Produce word for word the lines of the data below running from the one that has "String::from_utf8_lossy(slice).into_owned()" to the one that has "let modified = mtime_ms(&candidate).unwrap_or(0);", inclusive, and no others.
(Task material Opens)
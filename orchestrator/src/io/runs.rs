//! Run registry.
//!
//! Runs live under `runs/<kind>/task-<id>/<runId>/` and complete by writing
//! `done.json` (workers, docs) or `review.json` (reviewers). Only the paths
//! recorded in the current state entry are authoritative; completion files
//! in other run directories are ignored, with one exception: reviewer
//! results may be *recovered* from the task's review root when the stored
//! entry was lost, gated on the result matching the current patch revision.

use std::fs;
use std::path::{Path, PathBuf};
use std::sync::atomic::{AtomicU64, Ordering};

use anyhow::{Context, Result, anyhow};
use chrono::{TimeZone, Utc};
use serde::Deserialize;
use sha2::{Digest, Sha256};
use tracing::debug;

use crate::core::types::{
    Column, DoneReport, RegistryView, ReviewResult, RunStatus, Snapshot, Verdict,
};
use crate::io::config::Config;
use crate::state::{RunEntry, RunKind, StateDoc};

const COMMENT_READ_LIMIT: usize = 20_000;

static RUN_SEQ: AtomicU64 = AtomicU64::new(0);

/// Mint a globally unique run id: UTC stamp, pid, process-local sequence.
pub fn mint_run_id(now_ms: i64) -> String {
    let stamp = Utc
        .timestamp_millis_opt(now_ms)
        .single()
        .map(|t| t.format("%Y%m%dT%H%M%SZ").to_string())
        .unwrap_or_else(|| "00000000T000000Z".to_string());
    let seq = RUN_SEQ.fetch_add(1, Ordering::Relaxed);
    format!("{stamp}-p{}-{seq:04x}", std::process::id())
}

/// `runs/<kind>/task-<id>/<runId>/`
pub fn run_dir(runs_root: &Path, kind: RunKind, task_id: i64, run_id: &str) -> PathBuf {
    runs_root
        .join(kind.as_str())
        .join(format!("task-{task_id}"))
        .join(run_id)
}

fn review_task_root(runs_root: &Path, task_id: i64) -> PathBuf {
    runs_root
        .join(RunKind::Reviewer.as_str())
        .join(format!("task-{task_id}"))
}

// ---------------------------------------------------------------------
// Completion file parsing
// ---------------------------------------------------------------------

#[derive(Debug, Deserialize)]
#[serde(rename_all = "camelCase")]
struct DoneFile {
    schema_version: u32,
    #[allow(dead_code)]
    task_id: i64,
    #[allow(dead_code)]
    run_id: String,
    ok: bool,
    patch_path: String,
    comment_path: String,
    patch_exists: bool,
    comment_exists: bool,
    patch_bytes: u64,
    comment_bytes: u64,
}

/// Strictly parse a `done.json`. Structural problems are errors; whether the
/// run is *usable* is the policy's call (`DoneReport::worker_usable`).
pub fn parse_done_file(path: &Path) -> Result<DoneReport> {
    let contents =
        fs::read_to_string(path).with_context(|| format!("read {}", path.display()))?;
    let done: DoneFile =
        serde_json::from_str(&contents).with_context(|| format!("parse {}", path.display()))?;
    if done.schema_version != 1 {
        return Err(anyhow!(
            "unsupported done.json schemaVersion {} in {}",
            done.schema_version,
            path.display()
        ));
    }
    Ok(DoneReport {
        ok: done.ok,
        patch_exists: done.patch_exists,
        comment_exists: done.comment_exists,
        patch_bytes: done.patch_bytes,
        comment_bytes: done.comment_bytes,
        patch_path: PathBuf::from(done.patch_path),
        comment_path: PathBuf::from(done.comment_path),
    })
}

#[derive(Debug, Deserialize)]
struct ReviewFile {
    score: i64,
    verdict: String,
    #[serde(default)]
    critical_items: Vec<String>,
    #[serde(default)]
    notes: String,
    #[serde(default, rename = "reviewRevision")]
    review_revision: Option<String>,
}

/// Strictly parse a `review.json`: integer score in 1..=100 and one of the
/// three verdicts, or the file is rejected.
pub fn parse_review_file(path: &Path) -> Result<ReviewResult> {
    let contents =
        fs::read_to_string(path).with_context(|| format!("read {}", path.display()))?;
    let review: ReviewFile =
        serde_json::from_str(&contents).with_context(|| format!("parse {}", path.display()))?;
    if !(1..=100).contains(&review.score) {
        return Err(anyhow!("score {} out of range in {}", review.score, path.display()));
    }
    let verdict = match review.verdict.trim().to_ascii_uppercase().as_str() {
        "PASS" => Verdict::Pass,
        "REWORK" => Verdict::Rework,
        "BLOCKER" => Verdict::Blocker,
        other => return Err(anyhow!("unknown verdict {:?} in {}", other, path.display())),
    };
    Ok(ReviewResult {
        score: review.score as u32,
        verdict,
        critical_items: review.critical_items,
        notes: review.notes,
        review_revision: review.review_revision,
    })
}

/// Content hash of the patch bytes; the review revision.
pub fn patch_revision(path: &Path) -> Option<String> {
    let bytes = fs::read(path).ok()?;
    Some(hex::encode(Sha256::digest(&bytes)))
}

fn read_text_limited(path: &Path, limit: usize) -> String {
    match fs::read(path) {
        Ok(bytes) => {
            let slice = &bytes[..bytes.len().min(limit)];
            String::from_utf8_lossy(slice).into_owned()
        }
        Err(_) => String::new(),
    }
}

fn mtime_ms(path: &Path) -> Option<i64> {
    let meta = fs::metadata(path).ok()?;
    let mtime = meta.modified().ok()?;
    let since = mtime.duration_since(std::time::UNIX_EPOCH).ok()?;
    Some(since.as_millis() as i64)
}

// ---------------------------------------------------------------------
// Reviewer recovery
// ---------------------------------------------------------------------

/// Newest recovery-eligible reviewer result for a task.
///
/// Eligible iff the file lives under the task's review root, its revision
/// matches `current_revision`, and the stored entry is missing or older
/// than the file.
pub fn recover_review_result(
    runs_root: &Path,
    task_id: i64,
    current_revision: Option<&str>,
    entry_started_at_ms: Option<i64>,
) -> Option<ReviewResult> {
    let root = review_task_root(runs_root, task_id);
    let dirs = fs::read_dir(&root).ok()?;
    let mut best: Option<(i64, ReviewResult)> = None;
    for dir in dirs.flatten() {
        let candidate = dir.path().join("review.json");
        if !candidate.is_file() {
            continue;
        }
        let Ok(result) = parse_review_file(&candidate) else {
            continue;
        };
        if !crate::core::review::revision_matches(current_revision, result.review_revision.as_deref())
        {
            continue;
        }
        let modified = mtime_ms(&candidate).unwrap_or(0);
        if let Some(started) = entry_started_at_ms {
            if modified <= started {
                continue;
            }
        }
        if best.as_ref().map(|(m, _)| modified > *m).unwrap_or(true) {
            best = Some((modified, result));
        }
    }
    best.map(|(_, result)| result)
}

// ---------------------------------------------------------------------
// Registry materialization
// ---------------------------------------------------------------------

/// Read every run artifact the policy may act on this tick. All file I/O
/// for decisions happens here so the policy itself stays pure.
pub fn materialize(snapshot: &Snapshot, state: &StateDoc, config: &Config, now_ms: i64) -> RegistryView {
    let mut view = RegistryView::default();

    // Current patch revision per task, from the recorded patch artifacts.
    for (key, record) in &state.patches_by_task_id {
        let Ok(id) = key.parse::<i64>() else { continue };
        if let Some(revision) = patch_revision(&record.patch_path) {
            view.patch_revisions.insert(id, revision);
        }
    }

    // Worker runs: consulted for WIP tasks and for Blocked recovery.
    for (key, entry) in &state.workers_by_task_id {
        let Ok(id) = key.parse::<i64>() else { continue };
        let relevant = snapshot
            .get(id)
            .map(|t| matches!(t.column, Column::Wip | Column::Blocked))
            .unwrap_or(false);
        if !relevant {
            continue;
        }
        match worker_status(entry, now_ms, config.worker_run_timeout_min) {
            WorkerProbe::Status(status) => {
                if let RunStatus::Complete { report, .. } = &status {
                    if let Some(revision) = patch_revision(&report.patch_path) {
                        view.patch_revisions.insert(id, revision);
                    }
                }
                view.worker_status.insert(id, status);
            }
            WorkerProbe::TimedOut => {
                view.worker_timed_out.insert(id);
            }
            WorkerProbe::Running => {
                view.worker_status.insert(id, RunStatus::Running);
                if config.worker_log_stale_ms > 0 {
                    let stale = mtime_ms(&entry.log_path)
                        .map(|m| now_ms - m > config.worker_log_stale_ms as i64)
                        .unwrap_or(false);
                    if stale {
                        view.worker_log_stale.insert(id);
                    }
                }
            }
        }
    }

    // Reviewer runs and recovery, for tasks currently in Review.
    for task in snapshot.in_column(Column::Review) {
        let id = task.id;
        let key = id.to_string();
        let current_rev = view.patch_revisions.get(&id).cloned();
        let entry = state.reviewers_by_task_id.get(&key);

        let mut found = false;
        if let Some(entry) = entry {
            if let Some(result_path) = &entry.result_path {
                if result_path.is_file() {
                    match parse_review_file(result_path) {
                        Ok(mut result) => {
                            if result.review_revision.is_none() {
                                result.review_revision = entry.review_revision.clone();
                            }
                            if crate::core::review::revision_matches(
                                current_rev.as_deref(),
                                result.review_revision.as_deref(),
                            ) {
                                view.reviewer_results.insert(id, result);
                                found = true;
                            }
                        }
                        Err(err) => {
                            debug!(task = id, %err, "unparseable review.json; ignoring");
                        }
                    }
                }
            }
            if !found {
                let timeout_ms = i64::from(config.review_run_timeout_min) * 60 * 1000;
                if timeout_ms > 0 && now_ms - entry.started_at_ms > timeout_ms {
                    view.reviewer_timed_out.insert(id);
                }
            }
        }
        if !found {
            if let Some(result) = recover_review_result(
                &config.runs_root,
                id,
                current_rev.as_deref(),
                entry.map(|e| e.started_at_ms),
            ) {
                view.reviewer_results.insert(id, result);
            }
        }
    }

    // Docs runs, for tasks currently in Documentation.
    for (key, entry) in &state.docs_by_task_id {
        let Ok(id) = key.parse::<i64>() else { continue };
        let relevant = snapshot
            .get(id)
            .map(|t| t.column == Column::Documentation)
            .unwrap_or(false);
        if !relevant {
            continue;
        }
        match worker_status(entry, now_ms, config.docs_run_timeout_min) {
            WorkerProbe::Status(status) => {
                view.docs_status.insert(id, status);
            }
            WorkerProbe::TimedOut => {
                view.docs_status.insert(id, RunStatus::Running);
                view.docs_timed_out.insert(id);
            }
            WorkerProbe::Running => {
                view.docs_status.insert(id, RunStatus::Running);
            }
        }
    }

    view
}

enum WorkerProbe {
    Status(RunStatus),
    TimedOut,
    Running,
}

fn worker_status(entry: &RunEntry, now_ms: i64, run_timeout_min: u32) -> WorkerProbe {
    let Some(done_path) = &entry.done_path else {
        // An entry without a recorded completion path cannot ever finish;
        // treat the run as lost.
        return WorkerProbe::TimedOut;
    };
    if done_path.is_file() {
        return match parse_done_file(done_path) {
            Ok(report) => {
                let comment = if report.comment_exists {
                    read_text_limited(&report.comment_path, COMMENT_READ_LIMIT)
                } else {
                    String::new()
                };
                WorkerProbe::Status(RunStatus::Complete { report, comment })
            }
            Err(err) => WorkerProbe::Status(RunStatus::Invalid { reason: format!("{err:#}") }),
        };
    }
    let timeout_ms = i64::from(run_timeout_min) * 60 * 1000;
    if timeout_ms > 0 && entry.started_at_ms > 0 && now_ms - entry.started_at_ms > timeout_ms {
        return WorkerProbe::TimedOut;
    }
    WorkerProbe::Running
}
(Task material Closes)
Expected output -
            String::from_utf8_lossy(slice).into_owned()
        }
        Err(_) => String::new(),
    }
}

fn mtime_ms(path: &Path) -> Option<i64> {
    let meta = fs::metadata(path).ok()?;
    let mtime = meta.modified().ok()?;
    let since = mtime.duration_since(std::time::UNIX_EPOCH).ok()?;
    Some(since.as_millis() as i64)
}

// ---------------------------------------------------------------------
// Reviewer recovery
// ---------------------------------------------------------------------

/// Newest recovery-eligible reviewer result for a task.
///
/// Eligible iff the file lives under the task's review root, its revision
/// matches `current_revision`, and the stored entry is missing or older
/// than the file.
pub fn recover_review_result(
    runs_root: &Path,
    task_id: i64,
    current_revision: Option<&str>,
    entry_started_at_ms: Option<i64>,
) -> Option<ReviewResult> {
    let root = review_task_root(runs_root, task_id);
    let dirs = fs::read_dir(&root).ok()?;
    let mut best: Option<(i64, ReviewResult)> = None;
    for dir in dirs.flatten() {
        let candidate = dir.path().join("review.json");
        if !candidate.is_file() {
            continue;
        }
        let Ok(result) = parse_review_file(&candidate) else {
            continue;
        };
        if !crate::core::review::revision_matches(current_revision, result.review_revision.as_deref())
        {
            continue;
        }
        let modified = mtime_ms(&candidate).unwrap_or(0);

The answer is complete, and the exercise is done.